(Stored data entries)
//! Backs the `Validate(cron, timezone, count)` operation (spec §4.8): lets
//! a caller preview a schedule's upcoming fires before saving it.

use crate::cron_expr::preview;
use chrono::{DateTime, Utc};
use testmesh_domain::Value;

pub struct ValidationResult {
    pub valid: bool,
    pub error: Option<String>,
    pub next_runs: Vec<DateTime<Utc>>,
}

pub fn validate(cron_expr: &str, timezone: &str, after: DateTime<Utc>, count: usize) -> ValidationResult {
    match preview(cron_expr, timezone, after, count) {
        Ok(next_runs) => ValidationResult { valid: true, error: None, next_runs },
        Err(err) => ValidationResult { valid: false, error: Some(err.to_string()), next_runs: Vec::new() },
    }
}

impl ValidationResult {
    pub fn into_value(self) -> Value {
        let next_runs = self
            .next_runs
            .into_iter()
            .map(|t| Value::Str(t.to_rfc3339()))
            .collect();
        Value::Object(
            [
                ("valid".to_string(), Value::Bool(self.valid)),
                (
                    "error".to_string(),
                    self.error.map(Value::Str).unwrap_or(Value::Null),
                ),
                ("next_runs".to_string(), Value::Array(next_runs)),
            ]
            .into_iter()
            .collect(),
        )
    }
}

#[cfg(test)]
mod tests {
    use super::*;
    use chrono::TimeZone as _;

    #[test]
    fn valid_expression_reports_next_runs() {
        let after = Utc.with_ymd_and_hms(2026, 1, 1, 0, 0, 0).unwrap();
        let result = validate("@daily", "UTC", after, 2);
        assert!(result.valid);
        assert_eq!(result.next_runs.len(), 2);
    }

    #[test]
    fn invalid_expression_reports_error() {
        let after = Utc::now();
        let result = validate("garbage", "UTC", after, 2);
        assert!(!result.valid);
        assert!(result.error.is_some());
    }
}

--

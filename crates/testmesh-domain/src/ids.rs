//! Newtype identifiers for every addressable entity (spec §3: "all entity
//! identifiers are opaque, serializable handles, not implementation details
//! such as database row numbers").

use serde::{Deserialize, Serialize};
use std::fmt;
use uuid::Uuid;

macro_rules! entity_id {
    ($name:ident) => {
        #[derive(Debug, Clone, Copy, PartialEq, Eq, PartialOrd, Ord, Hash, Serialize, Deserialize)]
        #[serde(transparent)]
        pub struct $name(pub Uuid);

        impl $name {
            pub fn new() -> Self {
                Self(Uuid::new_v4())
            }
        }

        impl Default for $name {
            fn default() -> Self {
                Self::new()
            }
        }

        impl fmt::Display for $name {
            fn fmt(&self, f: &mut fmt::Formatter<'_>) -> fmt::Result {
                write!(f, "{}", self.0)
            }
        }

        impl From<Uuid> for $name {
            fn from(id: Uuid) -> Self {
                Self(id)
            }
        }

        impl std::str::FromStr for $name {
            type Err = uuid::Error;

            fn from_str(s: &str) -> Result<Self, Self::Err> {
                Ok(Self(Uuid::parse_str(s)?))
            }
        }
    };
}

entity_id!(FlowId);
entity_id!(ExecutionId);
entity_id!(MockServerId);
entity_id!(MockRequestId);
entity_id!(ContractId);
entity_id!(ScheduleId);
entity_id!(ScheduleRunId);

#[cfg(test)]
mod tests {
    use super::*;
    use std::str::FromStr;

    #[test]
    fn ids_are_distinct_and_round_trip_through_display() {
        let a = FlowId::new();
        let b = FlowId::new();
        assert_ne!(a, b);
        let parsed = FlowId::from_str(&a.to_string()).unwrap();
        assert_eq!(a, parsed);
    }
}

## Work item
Check every line of the entries for the string "identifiers". Give only the number of lines that hold it.

## Exercise response
2